De politieke onrust leidde eind 1991 tot een bloedige coup d'état die tot de eerste week van januari 1992 duurde. Op 22 december 1991 belegerden paramilitaire groepen en een deel van de Georgische Nationale Garde onder leiding van Tengiz Kitovani en Dzjaba Ioseliani het parlementsgebouw. Sigoea bood Gamsachoerdia een vrije aftocht aan, maar deze weigerde dat.[9]

Nog tijdens de coup werd de Militaire Raad opgericht, een noodregering waarin de leiders van de coup zaten, die Gamsachoerdia op 2 januari 1991 uit zijn functie zette.[10] Op 6 januari wist Gamsachoerdia uit de bunker onder het parlement weg te komen, waar hij sinds het begin van de coup opgesloten zat, en vluchtte met tientallen aanhangers richting Armenië.[11][12] Negen dagen later werd hij naar Tsjetsjenië gevlogen, omdat Armenië de relaties met de nieuwe machthebbers in Tbilisi niet op het spel wilde zetten.[13]

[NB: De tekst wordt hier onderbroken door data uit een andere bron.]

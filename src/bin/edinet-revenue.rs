//! Retrieve revenue figures from EDINET annual reports into a CSV file.
//!
//! Configuration comes from `EDINET_*` environment variables (a `.env` file is
//! loaded first); command-line flags override them.
//!
//! Run with: `edinet-revenue --start 2024-06-01 --end 2024-06-30 --output out/revenue.csv`

use anyhow::{Context, Result};
use chrono::NaiveDate;
use clap::Parser;
use edinetkit::{CompanyTable, CsvSink, Edinet, EdinetConfig, Pipeline};
use std::collections::HashMap;
use std::path::PathBuf;
use std::sync::atomic::Ordering;

#[derive(Debug, Parser)]
#[command(name = "edinet-revenue", version, about)]
struct Args {
    /// First submission date to scan (YYYY-MM-DD). Overrides EDINET_START_DATE.
    #[arg(long)]
    start: Option<NaiveDate>,

    /// Last submission date to scan (YYYY-MM-DD). Overrides EDINET_END_DATE.
    #[arg(long)]
    end: Option<NaiveDate>,

    /// Document type codes to keep, comma separated (default: 120,130).
    #[arg(long, value_delimiter = ',')]
    doc_types: Vec<String>,

    /// EDINET codes to keep, comma separated.
    #[arg(long, value_delimiter = ',')]
    companies: Vec<String>,

    /// Keep at most this many companies per day.
    #[arg(long)]
    max_companies: Option<usize>,

    /// EDINET code list CSV used for names and industries.
    #[arg(long, env = "EDINET_CODE_LIST")]
    company_list: Option<PathBuf>,

    /// Restrict to listed, consolidated companies from the code list.
    #[arg(long, requires = "company_list")]
    listed_only: bool,

    /// Output CSV path.
    #[arg(long, default_value = "output/revenue.csv")]
    output: PathBuf,
}

impl Args {
    fn overrides(&self) -> HashMap<&'static str, String> {
        let mut overrides = HashMap::new();
        if let Some(start) = self.start {
            overrides.insert("EDINET_START_DATE", start.to_string());
        }
        if let Some(end) = self.end {
            overrides.insert("EDINET_END_DATE", end.to_string());
        }
        if !self.doc_types.is_empty() {
            overrides.insert("EDINET_DOC_TYPES", self.doc_types.join(","));
        }
        if !self.companies.is_empty() {
            overrides.insert("EDINET_COMPANIES", self.companies.join(","));
        }
        if let Some(max) = self.max_companies {
            overrides.insert("EDINET_MAX_COMPANIES", max.to_string());
        }
        overrides
    }
}

#[tokio::main]
async fn main() -> Result<()> {
    dotenvy::dotenv().ok();
    tracing_subscriber::fmt()
        .with_env_filter(
            tracing_subscriber::EnvFilter::try_from_default_env()
                .unwrap_or_else(|_| tracing_subscriber::EnvFilter::new("info")),
        )
        .init();

    let args = Args::parse();
    let overrides = args.overrides();
    let mut config = EdinetConfig::from_lookup(|key| {
        overrides
            .get(key)
            .cloned()
            .or_else(|| std::env::var(key).ok())
    })
    .context("invalid configuration")?;

    let companies = match &args.company_list {
        Some(path) => Some(
            CompanyTable::from_path(path)
                .with_context(|| format!("failed to read code list {}", path.display()))?,
        ),
        None => None,
    };

    if args.listed_only {
        if let Some(table) = &companies {
            let universe = table.listed_consolidated_ids();
            config.company_allow_list = Some(match config.company_allow_list.take() {
                Some(allowed) => allowed.intersection(&universe).cloned().collect(),
                None => universe,
            });
        }
    }

    let edinet = Edinet::with_config(&config).context("failed to build client")?;
    let mut pipeline = Pipeline::new(edinet, config)?;
    if let Some(table) = companies {
        pipeline = pipeline.with_company_table(table);
    }

    let cancel = pipeline.cancel_handle();
    tokio::spawn(async move {
        if tokio::signal::ctrl_c().await.is_ok() {
            tracing::warn!("interrupt received; finishing after the current document");
            cancel.store(true, Ordering::SeqCst);
        }
    });

    let mut sink = CsvSink::create(&args.output)
        .with_context(|| format!("failed to create {}", args.output.display()))?;
    let summary = pipeline.run(&mut sink).await?;

    println!("{}", summary);
    println!("Wrote {} records to {}", sink.written(), args.output.display());
    Ok(())
}
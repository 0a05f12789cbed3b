//! Minimal XBRL instance reader.
//!
//! Only what revenue extraction needs is kept: contexts (period end and
//! dimensions), unit measures and facts with their raw text. Linkbases,
//! footnotes and schema references are ignored.

use chrono::NaiveDate;
use quick_xml::Reader;
use quick_xml::events::{BytesStart, Event};
use std::collections::HashMap;

use crate::Result;

#[derive(Debug, Clone, Default, PartialEq)]
pub struct Context {
    pub id: String,
    /// `endDate` of a duration, or the `instant`
    pub period_end: Option<NaiveDate>,
    /// Carries the `NonConsolidatedMember` dimension
    pub non_consolidated: bool,
    /// Carries any other dimension (segments, components of equity, ...)
    pub other_dimensions: bool,
}

impl Context {
    pub fn is_current_period(&self) -> bool {
        self.id.starts_with("CurrentYear")
    }
}

#[derive(Debug, Clone, Default, PartialEq)]
pub struct Fact {
    /// Qualified name as written, e.g. `jppfs_cor:NetSales`
    pub name: String,
    pub context_ref: String,
    pub unit_ref: Option<String>,
    pub scale: Option<i32>,
    pub is_nil: bool,
    pub value: String,
}

impl Fact {
    pub fn local_name(&self) -> &str {
        self.name.rsplit(':').next().unwrap_or(&self.name)
    }

    /// A prefixed tag must match the qualified name; an unprefixed one the local name.
    pub fn matches(&self, tag: &str) -> bool {
        if tag.contains(':') {
            self.name == tag
        } else {
            self.local_name() == tag
        }
    }
}

#[derive(Debug, Clone, Default, PartialEq)]
pub struct TaggedReport {
    pub source: String,
    pub contexts: HashMap<String, Context>,
    /// Unit id to measure without namespace prefix (`iso4217:JPY` becomes `JPY`)
    pub units: HashMap<String, String>,
    pub facts: Vec<Fact>,
}

fn attribute(element: &BytesStart, key: &[u8]) -> Result<Option<String>> {
    for attr in element.attributes() {
        let attr = attr?;
        if attr.key.as_ref() == key || attr.key.local_name().as_ref() == key {
            return Ok(Some(attr.unescape_value()?.into_owned()));
        }
    }
    Ok(None)
}

fn local_name(element: &BytesStart) -> String {
    String::from_utf8_lossy(element.local_name().as_ref()).into_owned()
}

fn start_fact(element: &BytesStart, context_ref: String) -> Result<Fact> {
    Ok(Fact {
        name: String::from_utf8_lossy(element.name().as_ref()).into_owned(),
        context_ref,
        unit_ref: attribute(element, b"unitRef")?,
        scale: attribute(element, b"scale")?.and_then(|s| s.trim().parse().ok()),
        is_nil: attribute(element, b"nil")?.is_some_and(|v| v.trim() == "true"),
        value: String::new(),
    })
}

impl TaggedReport {
    pub fn parse(xml: &str, source: &str) -> Result<Self> {
        let mut reader = Reader::from_str(xml);
        reader.config_mut().trim_text(true);

        let mut report = TaggedReport {
            source: source.to_string(),
            ..Default::default()
        };
        let mut context: Option<Context> = None;
        let mut unit: Option<String> = None;
        let mut fact: Option<Fact> = None;
        // Markup nested inside a fact value
        let mut fact_depth = 0usize;
        let mut text = String::new();

        loop {
            match reader.read_event()? {
                Event::Start(e) => {
                    if fact.is_some() {
                        fact_depth += 1;
                        continue;
                    }
                    text.clear();
                    match local_name(&e).as_str() {
                        "context" => {
                            context = Some(Context {
                                id: attribute(&e, b"id")?.unwrap_or_default(),
                                ..Default::default()
                            })
                        }
                        "unit" => unit = attribute(&e, b"id")?,
                        _ => {
                            if let Some(context_ref) = attribute(&e, b"contextRef")? {
                                fact = Some(start_fact(&e, context_ref)?);
                            }
                        }
                    }
                }
                Event::Empty(e) => {
                    if fact.is_none() {
                        if let Some(context_ref) = attribute(&e, b"contextRef")? {
                            report.facts.push(start_fact(&e, context_ref)?);
                        }
                    }
                }
                Event::Text(t) => text.push_str(&t.unescape()?),
                Event::CData(c) => text.push_str(&String::from_utf8_lossy(&c.into_inner())),
                Event::End(e) => {
                    if fact.is_some() {
                        if fact_depth > 0 {
                            fact_depth -= 1;
                            continue;
                        }
                        if let Some(mut finished) = fact.take() {
                            finished.value = text.trim().to_string();
                            report.facts.push(finished);
                        }
                        text.clear();
                        continue;
                    }

                    let name = String::from_utf8_lossy(e.local_name().as_ref()).into_owned();
                    match name.as_str() {
                        "endDate" | "instant" => {
                            if let Some(ctx) = context.as_mut() {
                                ctx.period_end =
                                    NaiveDate::parse_from_str(text.trim(), "%Y-%m-%d").ok();
                            }
                        }
                        "explicitMember" | "typedMember" => {
                            if let Some(ctx) = context.as_mut() {
                                if text.contains("NonConsolidatedMember") {
                                    ctx.non_consolidated = true;
                                } else {
                                    ctx.other_dimensions = true;
                                }
                            }
                        }
                        "context" => {
                            if let Some(ctx) = context.take() {
                                report.contexts.insert(ctx.id.clone(), ctx);
                            }
                        }
                        "measure" => {
                            if let Some(id) = &unit {
                                let measure = text.trim();
                                let measure = measure.rsplit(':').next().unwrap_or(measure);
                                report
                                    .units
                                    .entry(id.clone())
                                    .or_insert_with(|| measure.to_string());
                            }
                        }
                        "unit" => unit = None,
                        _ => {}
                    }
                    text.clear();
                }
                Event::Eof => break,
                _ => {}
            }
        }

        tracing::debug!(
            source,
            contexts = report.contexts.len(),
            facts = report.facts.len(),
            "parsed tagged report"
        );
        Ok(report)
    }

    /// Text of the first non-nil fact matching `tag`.
    pub fn value_of(&self, tag: &str) -> Option<&str> {
        self.facts
            .iter()
            .find(|f| f.matches(tag) && !f.is_nil && !f.value.is_empty())
            .map(|f| f.value.as_str())
    }

    pub fn context(&self, id: &str) -> Option<&Context> {
        self.contexts.get(id)
    }
}
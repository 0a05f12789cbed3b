//! Choosing the authoritative document per company and reporting period.
//!
//! A company may submit several documents for one period: the original annual
//! report, one or more amendments, sometimes a re-submission. After filtering, the
//! documents are grouped by `(company_id, period_end)` and one winner per group is
//! picked by [`PrecedenceKey`]:
//!
//! 1. latest `submitted_at`
//! 2. amendment over original
//! 3. CSV available over not
//! 4. lexicographically lowest `doc_id`
//!
//! The same key settles collisions in the record assembler.

use chrono::{NaiveDate, NaiveDateTime};
use std::cmp::{Ordering, Reverse};
use std::collections::HashMap;

use super::catalog::DocumentMetadata;

/// Ordering of documents competing for the same slot; greater wins.
#[derive(Debug, Clone, PartialEq, Eq, PartialOrd, Ord)]
pub struct PrecedenceKey {
    submitted_at: NaiveDateTime,
    is_amendment: bool,
    has_csv: bool,
    doc_id: Reverse<String>,
}

impl PrecedenceKey {
    pub fn of(doc: &DocumentMetadata) -> Self {
        Self {
            submitted_at: doc.submitted_at,
            is_amendment: doc.is_amendment,
            has_csv: doc.has_csv,
            doc_id: Reverse(doc.doc_id.clone()),
        }
    }
}

impl DocumentMetadata {
    pub fn precedence_key(&self) -> PrecedenceKey {
        PrecedenceKey::of(self)
    }

    /// Compares two documents by precedence. `Greater` means `self` wins.
    pub fn precedence_cmp(&self, other: &Self) -> Ordering {
        self.precedence_key().cmp(&other.precedence_key())
    }
}

/// All filtered documents of one company for one period end. Never empty.
#[derive(Debug, Clone, PartialEq)]
pub struct CandidateGroup {
    pub company_id: String,
    pub period_end: NaiveDate,
    pub documents: Vec<DocumentMetadata>,
}

impl CandidateGroup {
    /// The highest-precedence document of the group.
    pub fn winner(&self) -> Option<&DocumentMetadata> {
        self.documents.iter().max_by(|a, b| a.precedence_cmp(b))
    }
}

/// Groups documents by `(company_id, period_end)`, in order of first appearance.
pub fn group_candidates(documents: &[DocumentMetadata]) -> Vec<CandidateGroup> {
    let mut index: HashMap<(&str, NaiveDate), usize> = HashMap::new();
    let mut groups: Vec<CandidateGroup> = Vec::new();

    for doc in documents {
        let key = (doc.company_id.as_str(), doc.period_end);
        match index.get(&key) {
            Some(&slot) => groups[slot].documents.push(doc.clone()),
            None => {
                index.insert(key, groups.len());
                groups.push(CandidateGroup {
                    company_id: doc.company_id.clone(),
                    period_end: doc.period_end,
                    documents: vec![doc.clone()],
                });
            }
        }
    }
    groups
}

/// Picks exactly one document per `(company_id, period_end)` group.
///
/// Deterministic for a given input: groups come out in order of first appearance,
/// and the precedence rule has no ties because `doc_id` is unique.
pub fn select_documents(documents: &[DocumentMetadata]) -> Vec<DocumentMetadata> {
    group_candidates(documents)
        .iter()
        .filter_map(|group| {
            let winner = group.winner()?;
            if group.documents.len() > 1 {
                tracing::debug!(
                    company_id = %group.company_id,
                    period_end = %group.period_end,
                    candidates = group.documents.len(),
                    selected = %winner.doc_id,
                    "selected one of several candidates"
                );
            }
            Some(winner.clone())
        })
        .collect()
}
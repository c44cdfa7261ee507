//! One encoding session per timeline segment.
//!
//! A [`SegmentSession`] owns exactly one ffmpeg child process, its stdin
//! frame sink, and its completion. Raw RGBA frames arrive over stdin;
//! audio sources are separate file inputs wired through the filter graph
//! built at construction. Frame delivery is awaited against the pipe, so
//! the encoder's consumption rate backpressures the frame producer.

use std::path::PathBuf;
use std::process::Stdio;

use tokio::io::{AsyncBufReadExt, AsyncWriteExt, BufReader};
use tokio::process::{Child, ChildStdin, Command};
use tokio::task::JoinHandle;

use scenecast_common::{EncoderConfig, ScenecastError, ScenecastResult};
use scenecast_export_model::{ExportSettings, RenderResult};

use crate::filter::{build_audio_graph, AudioGraph};

/// Check that the configured encoder binary is runnable.
pub fn is_encoder_available(encoder: &EncoderConfig) -> bool {
    std::process::Command::new(&encoder.binary)
        .arg("-version")
        .stdout(Stdio::null())
        .stderr(Stdio::null())
        .status()
        .map(|s| s.success())
        .unwrap_or(false)
}

/// An encoding session bound to one segment of the export timeline.
pub struct SegmentSession {
    scene: String,
    binary: PathBuf,
    args: Vec<String>,
    output_path: PathBuf,
    dest_dir: PathBuf,
    frame_bytes: usize,
    frames_delivered: u64,
    child: Option<Child>,
    stdin: Option<ChildStdin>,
    stderr_task: Option<JoinHandle<String>>,
}

impl SegmentSession {
    /// Configure a session for one segment. Validates settings, builds
    /// the audio graph and the full encoder argument list. No process is
    /// started yet.
    ///
    /// `settings` must already be segment-scoped: sounds filtered to this
    /// scene and re-baselined against its first frame.
    pub fn new(
        scene: &str,
        settings: &ExportSettings,
        encoder: &EncoderConfig,
    ) -> ScenecastResult<Self> {
        settings.validate()?;

        let graph = build_audio_graph(&settings.sounds, settings.sample_rate)?;
        let extension = if settings.high_quality { "mkv" } else { "mp4" };
        let output_path = settings.dest_dir.join(format!("{scene}.{extension}"));
        let args = build_encoder_args(settings, &graph, &output_path);

        Ok(Self {
            scene: scene.to_string(),
            binary: encoder.binary.clone(),
            args,
            output_path,
            dest_dir: settings.dest_dir.clone(),
            frame_bytes: settings.frame_bytes(),
            frames_delivered: 0,
            child: None,
            stdin: None,
            stderr_task: None,
        })
    }

    /// Segment name this session encodes.
    pub fn scene(&self) -> &str {
        &self.scene
    }

    /// Destination file of this session.
    pub fn output_path(&self) -> &std::path::Path {
        &self.output_path
    }

    /// Encoder arguments this session will launch with.
    pub fn args(&self) -> &[String] {
        &self.args
    }

    /// Frames accepted by the sink so far.
    pub fn frames_delivered(&self) -> u64 {
        self.frames_delivered
    }

    /// OS process id of the running encoder, if started and not reaped.
    pub fn pid(&self) -> Option<u32> {
        self.child.as_ref().and_then(|c| c.id())
    }

    /// Launch the encoder process. Ensures the destination directory
    /// exists and attaches the diagnostic-output listener. Non-blocking.
    pub async fn start(&mut self) -> ScenecastResult<()> {
        if self.child.is_some() {
            return Err(ScenecastError::session(format!(
                "segment '{}' already started",
                self.scene
            )));
        }

        tokio::fs::create_dir_all(&self.dest_dir).await?;

        tracing::debug!(scene = %self.scene, args = ?self.args, "Launching encoder");
        // The session exclusively owns this process; if the session is
        // dropped on an error path without end(), the encoder must not
        // outlive it.
        let mut child = Command::new(&self.binary)
            .args(&self.args)
            .stdin(Stdio::piped())
            .stdout(Stdio::null())
            .stderr(Stdio::piped())
            .kill_on_drop(true)
            .spawn()
            .map_err(|e| {
                ScenecastError::session(format!(
                    "failed to start encoder '{}': {e}",
                    self.binary.display()
                ))
            })?;

        let stdin = child
            .stdin
            .take()
            .ok_or_else(|| ScenecastError::session("failed to open encoder stdin"))?;
        let stderr = child
            .stderr
            .take()
            .ok_or_else(|| ScenecastError::session("failed to capture encoder stderr"))?;

        // Drain stderr concurrently so the encoder never blocks on a full
        // pipe; keep the text for error reporting on a failed exit.
        let scene = self.scene.clone();
        let stderr_task = tokio::spawn(async move {
            let mut lines = BufReader::new(stderr).lines();
            let mut collected = String::new();
            while let Ok(Some(line)) = lines.next_line().await {
                tracing::debug!(scene = %scene, "encoder: {line}");
                collected.push_str(&line);
                collected.push('\n');
            }
            collected
        });

        tracing::info!(
            scene = %self.scene,
            pid = child.id(),
            output = %self.output_path.display(),
            "Encoder process started"
        );

        self.child = Some(child);
        self.stdin = Some(stdin);
        self.stderr_task = Some(stderr_task);
        Ok(())
    }

    /// Push one raw frame into the sink. Resolves only once the encoder
    /// has accepted the buffer, so callers must await before supplying
    /// the next frame.
    pub async fn handle_frame(&mut self, frame: &[u8]) -> ScenecastResult<()> {
        if frame.len() != self.frame_bytes {
            return Err(ScenecastError::session(format!(
                "frame size mismatch: got {} bytes, expected {}",
                frame.len(),
                self.frame_bytes
            )));
        }

        let stdin = self.stdin.as_mut().ok_or_else(|| {
            ScenecastError::session(format!("segment '{}' has no active sink", self.scene))
        })?;

        stdin.write_all(frame).await.map_err(|e| {
            ScenecastError::encoder(&self.scene, format!("failed to write frame: {e}"))
        })?;

        self.frames_delivered += 1;
        Ok(())
    }

    /// Signal end-of-stream and wait for the session to complete.
    ///
    /// On [`RenderResult::Aborted`], the encoder is killed with a
    /// non-catchable signal and every error from the remaining await is
    /// discarded; the kill is the expected outcome, and the suppression
    /// is unconditional by design. Any other result closes the sink,
    /// waits for the encoder, and surfaces a failed exit to the caller.
    pub async fn end(&mut self, result: RenderResult) -> ScenecastResult<()> {
        // End-of-sequence sentinel: closing stdin.
        drop(self.stdin.take());

        let mut child = self.child.take().ok_or_else(|| {
            ScenecastError::session(format!("segment '{}' was never started", self.scene))
        })?;

        if result == RenderResult::Aborted {
            let _ = child.start_kill();
            let _ = child.wait().await;
            if let Some(task) = self.stderr_task.take() {
                task.abort();
            }
            tracing::info!(
                scene = %self.scene,
                frames = self.frames_delivered,
                "Segment aborted, encoder terminated"
            );
            return Ok(());
        }

        let status = child.wait().await?;
        let stderr_output = match self.stderr_task.take() {
            Some(task) => task.await.unwrap_or_default(),
            None => String::new(),
        };

        if !status.success() {
            return Err(ScenecastError::encoder(
                &self.scene,
                format!("encoder exited with status {status}: {}", stderr_output.trim()),
            ));
        }

        tracing::info!(
            scene = %self.scene,
            frames = self.frames_delivered,
            output = %self.output_path.display(),
            "Segment complete"
        );
        Ok(())
    }
}

/// Assemble the full encoder argument list for one segment.
fn build_encoder_args(
    settings: &ExportSettings,
    graph: &AudioGraph,
    output_path: &std::path::Path,
) -> Vec<String> {
    let mut args = vec![
        "-y".to_string(),
        "-hide_banner".to_string(),
        "-loglevel".to_string(),
        "error".to_string(),
    ];

    // Raw video over stdin.
    args.push("-f".to_string());
    args.push("rawvideo".to_string());
    args.push("-pix_fmt".to_string());
    args.push("rgba".to_string());
    args.push("-s".to_string());
    args.push(format!("{}x{}", settings.width, settings.height));
    args.push("-r".to_string());
    args.push(settings.fps.to_string());
    args.push("-i".to_string());
    args.push("pipe:0".to_string());

    // One input per sound, pre-seeked when the graph asks for it.
    for input in &graph.inputs {
        if let Some(seek) = input.seek {
            args.push("-ss".to_string());
            args.push(format!("{seek:.6}"));
        }
        args.push("-i".to_string());
        args.push(input.path.display().to_string());
    }

    if let Some(filter) = graph.filter_complex() {
        args.push("-filter_complex".to_string());
        args.push(filter);
        args.push("-map".to_string());
        args.push("0:v".to_string());
        args.push("-map".to_string());
        args.push(format!("[{}]", graph.output_label().unwrap_or_default()));
    }

    args.push("-t".to_string());
    args.push(format!("{:.6}", settings.duration_secs()));
    args.push("-c:v".to_string());
    args.push("libx264".to_string());
    args.push("-r".to_string());
    args.push(settings.fps.to_string());
    args.push("-s".to_string());
    args.push(format!("{}x{}", settings.width, settings.height));

    if settings.high_quality {
        // Full-resolution chroma; 4:2:0 subsampling would defeat the
        // near-lossless setting.
        args.push("-pix_fmt".to_string());
        args.push("yuv444p".to_string());
        args.push("-preset".to_string());
        args.push("slower".to_string());
        args.push("-crf".to_string());
        args.push("1".to_string());
        if !graph.is_empty() {
            args.push("-c:a".to_string());
            args.push("flac".to_string());
        }
    } else {
        args.push("-pix_fmt".to_string());
        args.push("yuv420p".to_string());
        if !graph.is_empty() {
            args.push("-c:a".to_string());
            args.push("aac".to_string());
            args.push("-b:a".to_string());
            args.push("192k".to_string());
        }
        if settings.fast_start {
            args.push("-movflags".to_string());
            args.push("+faststart".to_string());
        }
    }

    args.push(output_path.display().to_string());
    args
}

Verzet[bewerken | brontekst bewerken]

Sigoea werd waarnemend premier en het parlement werd buiten werking gesteld. Na verschillende gesprekken wisten de coupplegers de voormalige Sovjet-buitenlandminister Edoeard Sjevardnadze te overtuigen naar zijn Georgië terug te keren om de democratie te herstellen. Sjevardnadze ging de tijdelijke Staatsraad leiden en bereidde het land voor op nieuwe parlementsverkiezingen. Het presidentschap werd tijdelijk afgeschaft om na de introductie van een nieuwe grondwet in 1995 opnieuw ingevoerd te worden met een verkiezing. Gamsachoerdia legde zich intussen niet neer bij de coup en claimde in ballingschap de legitieme leider van Georgië te zijn. In 1993 keerde hij terug in Georgië en trok vanuit zijn basis in Mingrelië in een gewapende rebellie met zijn militante aanhang ten strijde tegen Sjevardnadze. Op oudjaarsdag 1993 overleed Gamsachoerdia onder nooit opgehelderde omstandigheden.[14]